How to Talk to Little Girls suggests that for many of us -- women and men, moms and dads, teens, and anyone who could influence a little girl -- we need to reframe our conversations. Amen.

I wanted to squeal, “Maya, you’re so cute! Look at you! Turn around and model that pretty ruffled gown, you gorgeous thing!” 
But I didn’t. I squelched myself. As I always bite my tongue when I meet little girls, restraining myself from my first impulse, which is to tell them how darn cute/ pretty/ beautiful/ well-dressed/ well-manicured/ well-coiffed they are...

Try this the next time you meet a little girl. She may be surprised and unsure at first, because few ask her about her mind, but be patient and stick with it. Ask her what she’s reading. What does she like and dislike, and why? There are no wrong answers. You’re just generating an intelligent conversation that respects her brain.


Forest Park, view from the World's Fair Pavilion
As the wife of a seminary student, since our family has made the intentional choice of living off-campus to rub shoulders with all people in our town and neighborhood, I feel compelled to intentionally find those who are different than our family. People like Daniel, who dances and is Unitarian-Universalist, and whose son gets along well with my daughter. People like Josiah, who teaches law as an adjunct prof and is a Reformed Jewish rabbi, and whose wife has given us so much good preschool information.

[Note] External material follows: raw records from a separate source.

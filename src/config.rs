use crate::{
    models::{RotationPolicy, TransferRequest},
    store::LocalObjectStore,
};
use anyhow::{Context, Result};
use clap::{ArgAction, Parser, ValueEnum};
use std::{env, fmt, path::PathBuf};

/// Workflow selected on the command line.
#[derive(ValueEnum, Clone, Copy, Debug, PartialEq, Eq)]
pub enum Action {
    /// Upload under a tiered key, then rotate that tier
    Backup,
    /// Upload under the key given, no rotation
    Upload,
    /// Fetch an object to a local file
    Download,
    /// Rotate every tier without uploading
    Rotate,
    /// Abort abandoned multipart uploads
    Cleanup,
}

impl fmt::Display for Action {
    fn fmt(&self, f: &mut fmt::Formatter<'_>) -> fmt::Result {
        f.write_str(match self {
            Action::Backup => "backup",
            Action::Upload => "upload",
            Action::Download => "download",
            Action::Rotate => "rotate",
            Action::Cleanup => "cleanup",
        })
    }
}

/// Centralized run configuration.
/// Combines environment variables and CLI arguments.
#[derive(Debug, Clone)]
pub struct AppConfig {
    pub action: Action,
    pub dry_run: bool,
    pub create_bucket: bool,
    pub region: String,
    pub storage_dir: String,
    pub database_url: String,
    pub request: TransferRequest,
    pub policy: RotationPolicy,
}

/// Command-line + environment configuration.
#[derive(Parser, Debug)]
#[command(author, version, about = "GFS rotating backups to an object store")]
pub struct Args {
    #[arg(long, value_enum)]
    pub action: Action,

    /// Bucket region (overrides GFS_BACKUP_REGION)
    #[arg(long)]
    pub region: Option<String>,

    #[arg(long)]
    pub bucket: Option<String>,

    /// Key prefix inside the bucket, ending in `/` (overrides GFS_BACKUP_BUCKET_DIR)
    #[arg(long)]
    pub bucket_dir: Option<String>,

    /// File to upload, or the destination of a download
    #[arg(long)]
    pub path_to_file: Option<PathBuf>,

    /// Object name in the bucket. Defaults to the file name of --path-to-file
    #[arg(long)]
    pub s3_file_name: Option<String>,

    /// Transfer deadline in seconds. 0 disables the deadline; negative values are rejected
    #[arg(long, default_value_t = 3600, allow_negative_numbers = true)]
    pub timeout: i64,

    #[arg(long)]
    pub dry_run: bool,

    #[arg(long, default_value_t = 5)]
    pub concurrent_workers: usize,

    /// Chunk size in MB
    #[arg(long, default_value_t = 50)]
    pub part_size: usize,

    #[arg(long, default_value_t = true, action = ArgAction::Set)]
    pub enforce_retention_period: bool,

    #[arg(long, default_value_t = 6)]
    pub daily_retention_count: usize,

    #[arg(long, default_value_t = 4)]
    pub weekly_retention_count: usize,

    /// Minimum age in hours before a daily backup may be pruned
    #[arg(long, default_value_t = 168, allow_negative_numbers = true)]
    pub daily_retention_period: i64,

    /// Minimum age in hours before a weekly backup may be pruned
    #[arg(long, default_value_t = 672, allow_negative_numbers = true)]
    pub weekly_retention_period: i64,

    /// Create the bucket in the local store if it does not exist. Skipped with --dry-run
    #[arg(long)]
    pub create_bucket: bool,

    /// Directory where objects are stored (overrides GFS_BACKUP_STORAGE_DIR)
    #[arg(long)]
    pub storage_dir: Option<String>,

    /// Database URL (overrides GFS_BACKUP_DATABASE_URL)
    #[arg(long)]
    pub database_url: Option<String>,
}

fn env_or(name: &str, default: &str) -> Result<String> {
    match env::var(name) {
        Ok(value) => Ok(value),
        Err(env::VarError::NotPresent) => Ok(default.to_string()),
        Err(err) => Err(err).with_context(|| format!("reading {}", name)),
    }
}

impl AppConfig {
    /// Parse environment variables + CLI args into AppConfig.
    pub fn from_env_and_args() -> Result<Self> {
        Self::from_args(Args::parse())
    }

    /// CLI values win over the environment, the environment over defaults.
    pub fn from_args(args: Args) -> Result<Self> {
        // --- Environment fallback ---
        let env_region = env_or("GFS_BACKUP_REGION", "local")?;
        let env_bucket_dir = env_or("GFS_BACKUP_BUCKET_DIR", "")?;
        let env_storage = env_or("GFS_BACKUP_STORAGE_DIR", "./data/objects")?;
        let env_db = env_or("GFS_BACKUP_DATABASE_URL", "sqlite://./data/meta/gfs_backup.db")?;

        let local_path = args.path_to_file.unwrap_or_default();
        let destination_key = match args.s3_file_name {
            Some(name) => name,
            None => local_path
                .file_name()
                .map(|name| name.to_string_lossy().into_owned())
                .unwrap_or_default(),
        };

        // --- Merge ---
        let request = TransferRequest {
            local_path,
            destination_key,
            bucket: args.bucket.unwrap_or_default(),
            bucket_directory: args.bucket_dir.unwrap_or(env_bucket_dir),
            deadline: chrono::Duration::try_seconds(args.timeout)
                .context("--timeout out of range")?,
            worker_count: args.concurrent_workers,
            chunk_size_mb: args.part_size,
            apply_naming: args.action == Action::Backup,
        };
        let policy = RotationPolicy {
            daily_retention_count: args.daily_retention_count,
            weekly_retention_count: args.weekly_retention_count,
            daily_retention_period: chrono::Duration::try_hours(args.daily_retention_period)
                .context("--daily-retention-period out of range")?,
            weekly_retention_period: chrono::Duration::try_hours(args.weekly_retention_period)
                .context("--weekly-retention-period out of range")?,
            enforce_retention_period: args.enforce_retention_period,
            ..RotationPolicy::default()
        };

        Ok(Self {
            action: args.action,
            dry_run: args.dry_run,
            create_bucket: args.create_bucket,
            region: args.region.unwrap_or(env_region),
            storage_dir: args.storage_dir.unwrap_or(env_storage),
            database_url: args.database_url.unwrap_or(env_db),
            request,
            policy,
        })
    }

    /// Open the local store for this run.
    ///
    /// A dry run opens an existing store read-only and never creates the
    /// bucket, so nothing on disk changes.
    pub async fn open_store(&self) -> Result<LocalObjectStore> {
        if self.dry_run {
            let store = LocalObjectStore::open_read_only(&self.database_url, &self.storage_dir)
                .await
                .with_context(|| format!("opening store at {} read-only", self.storage_dir))?;
            if self.create_bucket {
                tracing::info!(bucket = %self.request.bucket, "dry run: would create bucket");
            }
            return Ok(store);
        }

        let store = LocalObjectStore::connect(&self.database_url, &self.storage_dir)
            .await
            .with_context(|| format!("opening store at {}", self.storage_dir))?;
        if self.create_bucket {
            let bucket = store
                .ensure_bucket(&self.request.bucket, &self.region)
                .await
                .with_context(|| format!("creating bucket `{}`", self.request.bucket))?;
            tracing::info!("Using bucket {} in {}", bucket.name, bucket.region);
        }
        Ok(store)
    }
}
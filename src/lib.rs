pub mod config;
pub mod errors;
pub mod models;
pub mod services;
pub mod store;
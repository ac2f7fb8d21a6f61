//! Time source shared by classification, naming and retention ageing.

use chrono::{DateTime, Utc};

/// Provides the current instant, in UTC, the reference timezone for tiers.
pub trait Clock: Send + Sync {
    fn now(&self) -> DateTime<Utc>;
}

#[derive(Debug, Clone, Copy, Default)]
pub struct SystemClock;

impl Clock for SystemClock {
    fn now(&self) -> DateTime<Utc> {
        Utc::now()
    }
}

/// Always returns the same instant. Used by tests.
#[derive(Debug, Clone, Copy)]
pub struct FixedClock(pub DateTime<Utc>);

impl Clock for FixedClock {
    fn now(&self) -> DateTime<Utc> {
        self.0
    }
}
//! Represents multipart upload sessions and parts.

use chrono::{DateTime, Utc};
use serde::{Deserialize, Serialize};
use sqlx::FromRow;

/// An open multipart upload session, initiated before uploading a file in parts.
#[derive(Serialize, Deserialize, Clone, FromRow, Debug, PartialEq, Eq)]
pub struct MultipartSession {
    /// Object key being uploaded.
    pub key: String,

    /// Unique upload ID issued by the store.
    pub upload_id: String,

    /// Timestamp when upload was initiated.
    pub initiated_at: DateTime<Utc>,
}

/// Acknowledgement for a single uploaded part.
#[derive(Serialize, Deserialize, Clone, FromRow, Debug, PartialEq, Eq)]
pub struct CompletedPart {
    /// Part number (1-based).
    pub part_number: i32,

    /// Size in bytes.
    pub size_bytes: i64,

    /// ETag hash for this part.
    pub etag: String,
}
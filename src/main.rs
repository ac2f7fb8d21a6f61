use anyhow::{Context, Result};
use gfs_backup::{
    config::{Action, AppConfig},
    errors::BackupError,
    services::{BackupOrchestrator, SystemClock},
};
use std::{process::ExitCode, sync::Arc};
use tracing_subscriber::EnvFilter;

#[tokio::main]
async fn main() -> ExitCode {
    // --- Logging setup ---
    tracing_subscriber::fmt()
        .with_env_filter(
            EnvFilter::try_from_default_env().unwrap_or_else(|_| EnvFilter::new("info")),
        )
        .init();

    match run().await {
        Ok(()) => ExitCode::SUCCESS,
        Err(err) => {
            tracing::error!("{:#}", err);
            ExitCode::FAILURE
        }
    }
}

async fn run() -> Result<()> {
    // --- Parse config ---
    let cfg = AppConfig::from_env_and_args()?;
    tracing::info!("Starting gfs-backup with config: {:?}", cfg);

    // --- Open the local store ---
    let store = cfg.open_store().await?;

    let orchestrator =
        BackupOrchestrator::new(Arc::new(store), cfg.policy.clone(), Arc::new(SystemClock))?;
    let request = &cfg.request;

    // --- Dispatch ---
    let outcome = match cfg.action {
        Action::Backup => orchestrator
            .run_backup(request, cfg.dry_run)
            .await
            .map(|report| {
                tracing::info!(
                    key = %report.key,
                    tier = %report.tier,
                    pruned = report.rotation.pruned.len(),
                    deferred = report.rotation.deferred.len(),
                    "Backup finished"
                )
            }),
        Action::Upload => orchestrator
            .run_upload(request, cfg.dry_run)
            .await
            .map(|key| tracing::info!(key = %key, "Upload finished")),
        Action::Download => orchestrator
            .run_download(request, cfg.dry_run)
            .await
            .map(|bytes| tracing::info!(bytes, "Download finished")),
        Action::Rotate => orchestrator
            .run_rotate_only(&request.bucket, &request.bucket_directory, cfg.dry_run)
            .await
            .map(|report| tracing::info!(pruned = report.pruned(), "Rotation finished")),
        Action::Cleanup => orchestrator
            .run_cleanup(&request.bucket, cfg.dry_run)
            .await
            .map(|report| tracing::info!(aborted = report.aborted.len(), "Cleanup finished")),
    };

    match outcome {
        Ok(()) => Ok(()),
        Err(BackupError::Rotation(warning)) => {
            tracing::warn!("{} finished with warnings: {}", cfg.action, warning);
            Ok(())
        }
        Err(err) => Err(err).with_context(|| format!("{} failed", cfg.action)),
    }
}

And then, I try to listen hard, ask good questions, and give away my phone number freely. Maybe we are here, in this place now, to talk well to little girls and little boys with whom our lives intersect. Even if they aren't just like us.

2 comments:

  1. Your kids are the cutest!!!

    PS. I also read that article about How To Talk To Little Girls and it really made me think about how I will want to approach things someday. How different would women's lives be if the vanity was removed? (Not that it could ever be completely gone!)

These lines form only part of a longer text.